Such as describing the scene not in liberal detail but specific detail. What comes to mind now is the script for Se7en. Awesome yet so simple.
Only the best skilled screenwriters can write in such a way that he/she can influence the 'look' of the film or the individual scene but it's best left alone for the directors and cinematographers.
Let's do a test. You write a hundred paged novel, and I will write a hundred paged script.
You would never be able to do it, let alone, finish it.
What would be the purpose of this test?
Since you believe writing a novel is not hard at all compared to a script.
There you go completely misinterpreting what I had previously posted.
I stated, IN MY OPINION AND FROM PERSONAL EXPERIENCE, that I thought screenwriting was tougher. That doesn't mean to imply that I think prose is easy.
That has no reflection on other people.
For you as an individual writer, you could disagree. That's okay because you have your preferences in terms of what you write.
Trying to compare the skills of a prose writer to a screenwriter is like trying to compare the athletic talents of Michael Jordan and Michaal Johnson. And yet they are both in a different category of sport to one another. So it wouldn't make any sense in comparing them.
I'm sure Michael Jordan can out-dunk Johnson anyday. But I'll also put my money on Johnson running the 100 metres quicker than Jordan. So where's the logic in putting those two in the same box?
Write what you enjoy and what you are able to do.
I've been writing screenplays since I was fourteen but I haven't been writing prose for that long. But whether anyone thinks I happen to be stronger in one category than the other, nothing will alter my sense of pleasure in writing both or my obsession with wanting to improve in them everyday or change my experienced point of view that I think screenwriting is tougher.
Others will think it's easier.
Hooray for them!
(And don't forget that you asked what the differences were which I only highlighted.
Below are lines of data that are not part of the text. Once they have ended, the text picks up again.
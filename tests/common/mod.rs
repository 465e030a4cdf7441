#![allow(dead_code)]

use eo_adapter::{Credentials, FetchConfig, NetworkError, RawResponse, Transport};
use std::cell::RefCell;
use std::collections::VecDeque;
use std::time::Duration;

pub type Reply = Result<RawResponse, NetworkError>;

/// Answers from a queue of canned replies, or from a closure over the URL,
/// and records every URL it was asked for.
pub struct ScriptedTransport {
    replies: RefCell<VecDeque<Reply>>,
    responder: Option<Box<dyn Fn(&str) -> Reply>>,
    pub calls: RefCell<Vec<String>>,
    pub saw_auth: RefCell<Vec<bool>>,
}

impl ScriptedTransport {
    pub fn queue(replies: Vec<Reply>) -> Self {
        Self {
            replies: RefCell::new(replies.into()),
            responder: None,
            calls: RefCell::new(Vec::new()),
            saw_auth: RefCell::new(Vec::new()),
        }
    }

    pub fn responder(f: impl Fn(&str) -> Reply + 'static) -> Self {
        Self {
            replies: RefCell::new(VecDeque::new()),
            responder: Some(Box::new(f)),
            calls: RefCell::new(Vec::new()),
            saw_auth: RefCell::new(Vec::new()),
        }
    }

    pub fn urls(&self) -> Vec<String> {
        self.calls.borrow().clone()
    }
}

impl Transport for ScriptedTransport {
    fn get(&self, url: &str, auth: Option<&Credentials>) -> Result<RawResponse, NetworkError> {
        self.calls.borrow_mut().push(url.to_string());
        self.saw_auth.borrow_mut().push(auth.is_some());
        if let Some(f) = &self.responder {
            return f(url);
        }
        self.replies
            .borrow_mut()
            .pop_front()
            .unwrap_or_else(|| Err(NetworkError("script exhausted".into())))
    }
}

pub fn ok(body: &str) -> Reply {
    Ok(RawResponse::new(200, body))
}

pub fn status(code: u16, body: &str) -> Reply {
    Ok(RawResponse::new(code, body))
}

pub fn network(msg: &str) -> Reply {
    Err(NetworkError(msg.to_string()))
}

pub fn fast_config(retry_max: usize) -> FetchConfig {
    FetchConfig {
        retry_max,
        base_delay: Duration::ZERO,
        max_delay: Duration::ZERO,
        timeout: Duration::from_secs(5),
    }
}

pub fn creds() -> Credentials {
    Credentials::new("user", "pass")
}

pub fn codes(v: &[&str]) -> Vec<String> {
    v.iter().map(|s| s.to_string()).collect()
}

/// Path segment holding the comma-joined parameter list of a Meteomatics-style URL.
pub fn param_segment(url: &str) -> String {
    let path = url.split("://").nth(1).unwrap_or(url);
    path.split('/').nth(2).unwrap_or_default().to_string()
}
But your question as to which is harder is only subjective and in its very redundant nature only the individual can respond with an answer based on their individual experience and outlook on what works better for them.)
They are both as equally hard, or as equally easy, as each other, depending on the amount of effort you put in, and on the result you wish to get from it.
Max, I don't blame Hell for his assumptions. You certainly presented your argue in a wat that almost dismissed novel writing.
Both should be as equally concise, and a wasted word is one is just as bad as a wasted word in the other.
The link at the bottom of my post will bring you to a site that posts screenplays for a lot of popular movies, from Ace Ventura to The Godfather to Pulp Fiction. You can see for yourself the difference between screenplays and novels and make up your own mind.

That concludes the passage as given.